9.1.8 The New Organizational Documents shall be in full force and effect (with all conditions precedent thereto having been satisfied or waived).
9.1.9 All Restructuring Expenses shall have been indefeasibly paid in full.
9.1.10 All professional fees and expenses of Retained Professionals approved by the Bankruptcy Court shall have been paid in full or amounts sufficient to pay such fees and expenses after the Effective Date have been placed in a Professional Fee Escrow Account pending approval by the Bankruptcy Court.
9.1.11 The First Lien Put Backstop Commitment has been provided (if applicable).
9.1.12 The Debtors shall satisfy the Minimum Liquidity Threshold.
The Debtors may waive any of the conditions to the Effective Date set forth in the Plan (except for the condition to the Effective Date set forth therein) at any time, without any notice to any other parties in interest and without any further notice to or action, order, or approval of the Bankruptcy Court, and without any formal action other than a proceeding to confirm the Plan or consummate the Plan, subject to the consent of the First Lien Ad Hoc Group in its sole discretion.

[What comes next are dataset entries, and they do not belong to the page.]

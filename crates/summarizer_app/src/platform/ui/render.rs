use ratatui::layout::{Constraint, Layout, Rect};
use ratatui::style::{Color, Modifier, Style};
use ratatui::text::{Line, Span};
use ratatui::widgets::{Block, Paragraph, Wrap};
use ratatui::Frame;
use summarizer_core::{AccuracyBand, AppViewModel, ResultView, SummaryView};

use super::constants::*;

pub fn render(frame: &mut Frame, view: &AppViewModel) {
    let [header, input, validation, controls, results, help] = Layout::vertical([
        Constraint::Length(2),
        Constraint::Length(3),
        Constraint::Length(1),
        Constraint::Length(1),
        Constraint::Min(0),
        Constraint::Length(1),
    ])
    .areas(frame.area());

    frame.render_widget(
        Paragraph::new(vec![
            Line::from(Span::styled(
                APP_TITLE,
                Style::default().add_modifier(Modifier::BOLD),
            )),
            Line::from(Span::styled(SUBTITLE, Style::default().fg(Color::Gray))),
        ]),
        header,
    );

    render_input(frame, input, view);

    if let Some(message) = &view.url_error {
        frame.render_widget(
            Paragraph::new(Span::styled(message.as_str(), Style::default().fg(Color::Red))),
            validation,
        );
    }

    frame.render_widget(Paragraph::new(controls_line(view)), controls);

    match &view.result {
        ResultView::Hidden => {}
        ResultView::Error { message } => render_error(frame, results, message),
        ResultView::Summary(summary) => render_summary(frame, results, summary),
    }

    frame.render_widget(
        Paragraph::new(Span::styled(HELP_TEXT, Style::default().fg(Color::DarkGray))),
        help,
    );
}

fn render_input(frame: &mut Frame, area: Rect, view: &AppViewModel) {
    let border = if view.url_error.is_some() {
        Style::default().fg(Color::Red)
    } else {
        Style::default()
    };
    let text = if view.url.is_empty() {
        Span::styled(INPUT_PLACEHOLDER, Style::default().fg(Color::DarkGray))
    } else {
        Span::raw(view.url.as_str())
    };

    // Keep the end of the text and the cursor cell inside the box.
    let inner_width = area.width.saturating_sub(2);
    let text_width = u16::try_from(view.url.chars().count()).unwrap_or(u16::MAX);
    let offset = text_width.saturating_add(1).saturating_sub(inner_width);

    frame.render_widget(
        Paragraph::new(text)
            .scroll((0, offset))
            .block(Block::bordered().title(INPUT_TITLE).border_style(border)),
        area,
    );
    if !view.loading {
        let x = area.x + 1 + text_width.saturating_sub(offset).min(inner_width.saturating_sub(1));
        frame.set_cursor_position((x, area.y + 1));
    }
}

fn controls_line(view: &AppViewModel) -> Line<'_> {
    let submit_style = if view.submit_enabled {
        Style::default().fg(Color::Black).bg(Color::Cyan)
    } else if view.loading {
        Style::default().fg(Color::Cyan).add_modifier(Modifier::BOLD)
    } else {
        Style::default().fg(Color::DarkGray)
    };

    let mut spans = vec![Span::styled(
        format!(" {} ", view.submit_label),
        submit_style,
    )];
    if view.clear_visible {
        spans.push(Span::raw("  "));
        spans.push(Span::styled(
            format!("[{CLEAR_LABEL}]"),
            Style::default().fg(Color::Yellow),
        ));
    }
    Line::from(spans)
}

fn render_error(frame: &mut Frame, area: Rect, message: &str) {
    frame.render_widget(
        Paragraph::new(message)
            .wrap(Wrap { trim: true })
            .block(
                Block::bordered()
                    .title(ERROR_TITLE)
                    .border_style(Style::default().fg(Color::Red)),
            ),
        area,
    );
}

fn render_summary(frame: &mut Frame, area: Rect, summary: &SummaryView) {
    let [left, right] =
        Layout::horizontal([Constraint::Percentage(60), Constraint::Percentage(40)]).areas(area);
    let [points, accuracy] =
        Layout::vertical([Constraint::Min(3), Constraint::Length(3)]).areas(right);

    frame.render_widget(
        Paragraph::new(summary.summary.as_str())
            .wrap(Wrap { trim: true })
            .block(Block::bordered().title(section_title(
                SUMMARY_TITLE,
                &summary.copy_summary_label,
            ))),
        left,
    );

    let lines: Vec<Line> = summary
        .key_points
        .iter()
        .map(|point| Line::from(format!("• {point}")))
        .collect();
    frame.render_widget(
        Paragraph::new(lines)
            .wrap(Wrap { trim: true })
            .block(Block::bordered().title(section_title(
                POINTS_TITLE,
                &summary.copy_points_label,
            ))),
        points,
    );

    let score_style = Style::default()
        .fg(band_color(summary.band))
        .add_modifier(Modifier::BOLD);
    frame.render_widget(
        Paragraph::new(Line::from(vec![
            Span::styled(summary.accuracy_score.to_string(), score_style),
            Span::raw("/100 "),
            Span::styled(format!("({})", summary.band.label()), score_style),
        ]))
        .block(Block::bordered().title(ACCURACY_TITLE)),
        accuracy,
    );
}

fn section_title(title: &str, copy_label: &str) -> String {
    format!(" {title} [{copy_label}] ")
}

fn band_color(band: AccuracyBand) -> Color {
    match band {
        AccuracyBand::High => Color::Green,
        AccuracyBand::Medium => Color::Yellow,
        AccuracyBand::Low => Color::Red,
    }
}

#[cfg(test)]
mod tests {
    use ratatui::backend::TestBackend;
    use ratatui::buffer::Buffer;
    use ratatui::Terminal;
    use summarizer_core::{update, AppState, CopyTarget, Msg, SummaryResult};

    use super::*;

    fn draw(view: &AppViewModel) -> String {
        buffer_text(draw_terminal(view).backend().buffer())
    }

    fn draw_terminal(view: &AppViewModel) -> Terminal<TestBackend> {
        let mut terminal = Terminal::new(TestBackend::new(100, 30)).unwrap();
        terminal.draw(|frame| render(frame, view)).unwrap();
        terminal
    }

    fn buffer_text(buffer: &Buffer) -> String {
        let area = buffer.area;
        (area.top()..area.bottom())
            .map(|y| {
                (area.left()..area.right())
                    .map(|x| buffer[(x, y)].symbol())
                    .collect::<String>()
            })
            .collect::<Vec<_>>()
            .join("\n")
    }

    fn succeeded() -> AppState {
        succeeded_with(vec!["alpha".to_string(), "beta".to_string()])
    }

    fn succeeded_with(key_points: Vec<String>) -> AppState {
        let (state, _) = update(
            AppState::new(),
            Msg::InputChanged("https://example.com/a".to_string()),
        );
        let (state, _) = update(state, Msg::SubmitClicked);
        let (state, _) = update(
            state,
            Msg::RequestSucceeded {
                request_id: 1,
                result: SummaryResult {
                    summary: "Short summary".to_string(),
                    key_points,
                    accuracy_score: 82,
                },
            },
        );
        state
    }

    #[test]
    fn idle_screen_shows_placeholder_and_label() {
        let text = draw(&AppState::new().view());
        assert!(text.contains(APP_TITLE));
        assert!(text.contains(INPUT_PLACEHOLDER));
        assert!(text.contains("Summarize"));
        assert!(!text.contains(CLEAR_LABEL));
    }

    #[test]
    fn validation_message_is_rendered() {
        let (state, _) = update(AppState::new(), Msg::InputChanged("not a url".to_string()));
        let text = draw(&state.view());
        assert!(text.contains("Please enter a valid URL format"));
    }

    #[test]
    fn summary_cards_show_points_score_and_copy_state() {
        let (state, _) = update(
            succeeded(),
            Msg::CopyClicked {
                target: CopyTarget::Summary,
                at: std::time::Instant::now(),
            },
        );
        let text = draw(&state.view());

        assert!(text.contains("AI Summary [Copied!]"));
        assert!(text.contains("Key Points [Copy Points]"));
        assert!(text.contains("• alpha"));
        assert!(text.contains("• beta"));
        assert!(text.contains("82/100 (high)"));
        assert!(text.contains(CLEAR_LABEL));
    }

    #[test]
    fn error_box_shows_message() {
        let (state, _) = update(
            AppState::new(),
            Msg::InputChanged("https://example.com/a".to_string()),
        );
        let (state, _) = update(state, Msg::SubmitClicked);
        let (state, _) = update(
            state,
            Msg::RequestFailed {
                request_id: 1,
                message: Some("rate limited".to_string()),
            },
        );
        let text = draw(&state.view());

        assert!(text.contains("An Error Occurred"));
        assert!(text.contains("rate limited"));
    }

    #[test]
    fn long_key_points_wrap_instead_of_being_cut() {
        let point = "The committee approved the revised budget after a lengthy debate over transit ENDMARK";
        let text = draw(&succeeded_with(vec![
            point.to_string(),
            "second point".to_string(),
        ])
        .view());

        assert!(text.contains("• The committee"));
        assert!(text.contains("ENDMARK"));
        assert!(text.contains("• second point"));
    }

    #[test]
    fn long_url_scrolls_to_keep_its_end_visible() {
        let url = format!("https://example.com/{}/ENDMARK", "segment".repeat(20));
        let (state, _) = update(AppState::new(), Msg::InputChanged(url));
        let mut terminal = draw_terminal(&state.view());

        let text = buffer_text(terminal.backend().buffer());
        assert!(text.contains("/ENDMARK"));
        assert!(!text.contains("https://example.com"));

        let cursor = terminal.get_cursor_position().unwrap();
        assert_eq!(cursor.y, 3);
        assert!(cursor.x < 99);
    }

    #[test]
    fn short_url_is_not_scrolled() {
        let (state, _) = update(
            AppState::new(),
            Msg::InputChanged("https://example.com/a".to_string()),
        );
        let mut terminal = draw_terminal(&state.view());

        assert!(buffer_text(terminal.backend().buffer()).contains("https://example.com/a"));
        let cursor = terminal.get_cursor_position().unwrap();
        assert_eq!((cursor.x, cursor.y), (1 + 21, 3));
    }
}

If the Effective Date does not occur on or before the termination of the Restructuring Support Agreement, or if, prior to the Effective Date, the Confirmation Order is vacated pursuant to a Final Order, then (except as provided in any such Final Order): (a) the Plan shall be null and void in all respects; (b) any settlement or compromise embodied in the Plan, assumption or rejection of Executory Contracts or Unexpired Leases effected under the Plan, and any document or agreement executed pursuant to the Plan, shall be deemed null and void; and (c) nothing contained in the Plan, the Confirmation Order, the Disclosure Statement or the Restructuring Support Agreement shall: (i) constitute a waiver or release of any Claims, Interests, or Causes of Action; (ii) prejudice in any manner the rights of the Debtors or any other Entity; or (iii) constitute an admission, acknowledgement, offer, or undertaking of any sort by the Debtors or any other Entity.
“Substantial Consummation” of the Plan, as defined in 11 U.S.C. § 1101(2), shall be deemed to occur on the Effective Date.
ARTICLE X
Effective as of the date hereof: (a) the Debtors reserve the right in accordance with the Bankruptcy Code and the Bankruptcy Rules, to amend or modify the Plan before the entry of the Confirmation Order consistent with the terms set forth herein; and (b) after the entry of the Confirmation Order, the Debtors or Jason NewCo, as applicable, may, upon order of the Bankruptcy Court, amend or modify the Plan, in accordance with section 1127(b) of the Bankruptcy Code, remedy any defect or omission, or reconcile any inconsistency in the Plan in such manner as may be necessary to carry out the purpose and intent of the Plan consistent with the terms set forth herein. Notwithstanding anything to the contrary herein, the Debtors or Jason NewCo, as applicable, shall not amend or modify the Plan in a manner inconsistent with the Restructuring Support Agreement.
42
10.2 Effect of Confirmation on Modifications
Entry of the Confirmation Order shall constitute approval of all modifications to the Plan occurring after the solicitation of votes thereon pursuant to section 1127(a) of the Bankruptcy Code and a finding that such modifications to the Plan do not require additional disclosure or resolicitation under Bankruptcy Rule 3019.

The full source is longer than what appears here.